- TASK ITEM:
Copy exactly the lines of the data below that run from the line holding "let input = source.input;" through the line holding "let mut buf = [0u8; 256];", both ends included.

- RECORDS FOR THE EXERCISE:
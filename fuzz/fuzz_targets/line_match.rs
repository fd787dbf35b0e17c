#![no_main]

use arbitrary::Arbitrary;
use libfuzzer_sys::fuzz_target;

use botstat_core::pipeline::LineParser;
use botstat_log_pipeline::FormatTemplate;

/// 퍼저용 구조적 입력
#[derive(Arbitrary, Debug)]
struct FuzzInput {
    /// 프리셋 선택
    preset: FuzzPreset,
    /// 매칭 대상 라인
    line: String,
}

#[derive(Arbitrary, Debug)]
enum FuzzPreset {
    NginxCombined,
    NginxCommon,
    ApacheCombined,
    ApacheVhost,
}

fuzz_target!(|input: FuzzInput| {
    let template = match input.preset {
        FuzzPreset::NginxCombined => FormatTemplate::nginx("combined"),
        FuzzPreset::NginxCommon => FormatTemplate::nginx("common"),
        FuzzPreset::ApacheCombined => FormatTemplate::apache("combined"),
        FuzzPreset::ApacheVhost => FormatTemplate::apache("vhost_combined"),
    };
    let Ok(matcher) = template.and_then(|t| t.compile()) else {
        return;
    };

    // 매칭, 정규화 모두 크래시 없이 Ok/Err 반환해야 함
    if let Some(fields) = matcher.match_line(&input.line) {
        for name in matcher.field_names() {
            assert!(fields.get(name).is_some());
        }
    }
    let _ = matcher.parse(&input.line);
    let _ = matcher.timestamp(&input.line);
});
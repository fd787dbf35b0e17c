//! botstat 공통 크레이트
//!
//! 로그 파이프라인과 CLI가 공유하는 에러, 설정, 도메인 타입, trait을 정의합니다.
//!
//! # 모듈 구성
//!
//! - [`config`]: `botstat.toml` 로딩, 환경변수 오버라이드, 유효성 검증
//! - [`error`]: 도메인별 에러 타입
//! - [`pipeline`]: 라인 파서 확장 포인트
//! - [`types`]: 접근 로그 레코드, 상태 코드 클래스, 봇 카탈로그 항목

pub mod config;
pub mod error;
pub mod pipeline;
pub mod types;

// --- 주요 타입 re-export ---
// 각 모듈의 핵심 타입을 크레이트 루트에서 바로 사용할 수 있도록 합니다.

// 에러
pub use error::{BotstatError, ConfigError, ParseError, PipelineError};

// 설정
pub use config::BotstatConfig;

// 파이프라인 trait
pub use pipeline::LineParser;

// 도메인 타입
pub use types::{AccessRecord, BotEntry, ServerType, StatusClass};
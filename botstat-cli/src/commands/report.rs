//! `botstat report` command handler

use std::io::{IsTerminal, Write};

use serde::Serialize;
use tracing::info;

use botstat_core::config::BotstatConfig;
use botstat_log_pipeline::{
    AccessLogPipelineBuilder, IngestStats, PipelineConfig, RowSummary, resolve_source,
};

use crate::cli::ReportArgs;
use crate::error::CliError;
use crate::output::{OutputWriter, Render};

/// Host name used when neither the log nor the flags provide one.
const FALLBACK_HOST: &str = "localhost";

/// Execute the `report` command.
///
/// Resolves the access log and its format, streams the log on a blocking
/// thread and renders the aggregated rows.
pub async fn execute(
    args: ReportArgs,
    mut config: BotstatConfig,
    writer: &OutputWriter,
) -> Result<(), CliError> {
    args.source.apply(&mut config);
    args.filter.apply(&mut config);
    config.validate()?;

    let today = chrono::Local::now().date_naive();
    let pipeline_config = PipelineConfig::from_core(&config, today)?;

    let stdin_piped = !std::io::stdin().is_terminal();
    let source = resolve_source(&pipeline_config, stdin_piped).await?;

    let host = args
        .host
        .or_else(local_hostname)
        .unwrap_or_else(|| FALLBACK_HOST.to_owned());
    let format_name = source.format.name().to_owned();
    let pipeline = AccessLogPipelineBuilder::new(source.format)
        .config(&pipeline_config)
        .fallback_host(host)
        .build()?;

    let input = source.input;
    let input_name = input.to_string();
    let result = tokio::task::spawn_blocking(move || pipeline.run_input(&input))
        .await
        .map_err(|e| CliError::Command(format!("ingest task failed: {e}")))??;

    info!(
        rows = result.table.len(),
        counted = result.stats.counted,
        "report ready"
    );

    let report = BotReport {
        source: input_name,
        log_format: format_name,
        start_date: pipeline_config
            .start_date
            .map(|date| date.format("%Y/%m/%d").to_string()),
        stats: result.stats,
        show_stats: args.stats,
        rows: result.table.summaries(),
    };
    writer.render(&report)?;

    Ok(())
}

#[cfg(unix)]
fn local_hostname() -> Option<String> {
    let mut buf = [0u8; 256];
    // SAFETY: buf is valid for writes of buf.len() bytes.
    let rc = unsafe { libc::gethostname(buf.as_mut_ptr().cast(), buf.len()) };
    if rc != 0 {
        return None;
    }
    let len = buf.iter().position(|&b| b == 0).unwrap_or(buf.len());
    String::from_utf8(buf[..len].to_vec())
        .ok()
        .filter(|name| !name.is_empty())
}

#[cfg(not(unix))]
fn local_hostname() -> Option<String> {
    None
}

/// Aggregated bot traffic.
#[derive(Serialize)]
pub struct BotReport {
    /// Access log path or "stdin"
    pub source: String,
    /// Log format name
    pub log_format: String,
    /// Inclusive start date (YYYY/MM/DD)
    pub start_date: Option<String>,
    pub stats: IngestStats,
    /// Whether the text rendering includes `stats`
    #[serde(skip)]
    pub show_stats: bool,
    pub rows: Vec<RowSummary>,
}

impl Render for BotReport {
    fn render_text(&self, w: &mut dyn Write) -> std::io::Result<()> {
        use colored::Colorize;

        write!(
            w,
            "Bot traffic: {} (format: {})",
            self.source.bold(),
            self.log_format
        )?;
        match &self.start_date {
            Some(date) => writeln!(w, " since {date}")?,
            None => writeln!(w)?,
        }
        writeln!(w)?;

        if self.rows.is_empty() {
            writeln!(w, "{}", "No bot traffic found.".yellow())?;
        } else {
            writeln!(
                w,
                "{:<10} {:<12} {:<24} {:>7} {:>7} {:>7} {:>7} {:>8} {:>8} {:>8} {:>10} {:>12} {:>12}",
                "Date",
                "Bot",
                "Host",
                "2xx",
                "3xx",
                "4xx",
                "5xx",
                "All",
                "Avg ms",
                "2xx ms",
                "Time s",
                "Bytes",
                "Avg bytes"
            )?;
            writeln!(w, "{}", "-".repeat(144))?;

            for row in &self.rows {
                let errors = if row.hits_5xx > 0 {
                    row.hits_5xx.to_string().red()
                } else {
                    row.hits_5xx.to_string().normal()
                };
                writeln!(
                    w,
                    "{:<10} {:<12} {:<24} {:>7} {:>7} {:>7} {:>7} {:>8} {:>8} {:>8} {:>10.3} {:>12} {:>12.1}",
                    row.date,
                    row.bot,
                    row.host,
                    row.hits_2xx,
                    row.hits_3xx,
                    row.hits_4xx,
                    errors,
                    row.hits_total,
                    row.avg_time_ms,
                    row.avg_time_2xx_ms,
                    row.total_time,
                    row.bytes_total,
                    row.avg_bytes
                )?;
            }
        }

        if self.show_stats {
            let s = &self.stats;
            writeln!(w)?;
            writeln!(w, "Lines read:       {}", s.lines)?;
            writeln!(w, "Unmatched:        {}", s.unmatched)?;
            writeln!(w, "Before start:     {}", s.before_start)?;
            writeln!(w, "Not a bot:        {}", s.not_bot)?;
            writeln!(w, "Bad timestamp:    {}", s.bad_timestamp)?;
            writeln!(w, "Counted:          {}", s.counted.to_string().green())?;
        }

        Ok(())
    }
}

- RESPONSE TO THIS TASK:
    let input = source.input;
    let input_name = input.to_string();
    let result = tokio::task::spawn_blocking(move || pipeline.run_input(&input))
        .await
        .map_err(|e| CliError::Command(format!("ingest task failed: {e}")))??;

    info!(
        rows = result.table.len(),
        counted = result.stats.counted,
        "report ready"
    );

    let report = BotReport {
        source: input_name,
        log_format: format_name,
        start_date: pipeline_config
            .start_date
            .map(|date| date.format("%Y/%m/%d").to_string()),
        stats: result.stats,
        show_stats: args.stats,
        rows: result.table.summaries(),
    };
    writer.render(&report)?;

    Ok(())
}

#[cfg(unix)]
fn local_hostname() -> Option<String> {
    let mut buf = [0u8; 256];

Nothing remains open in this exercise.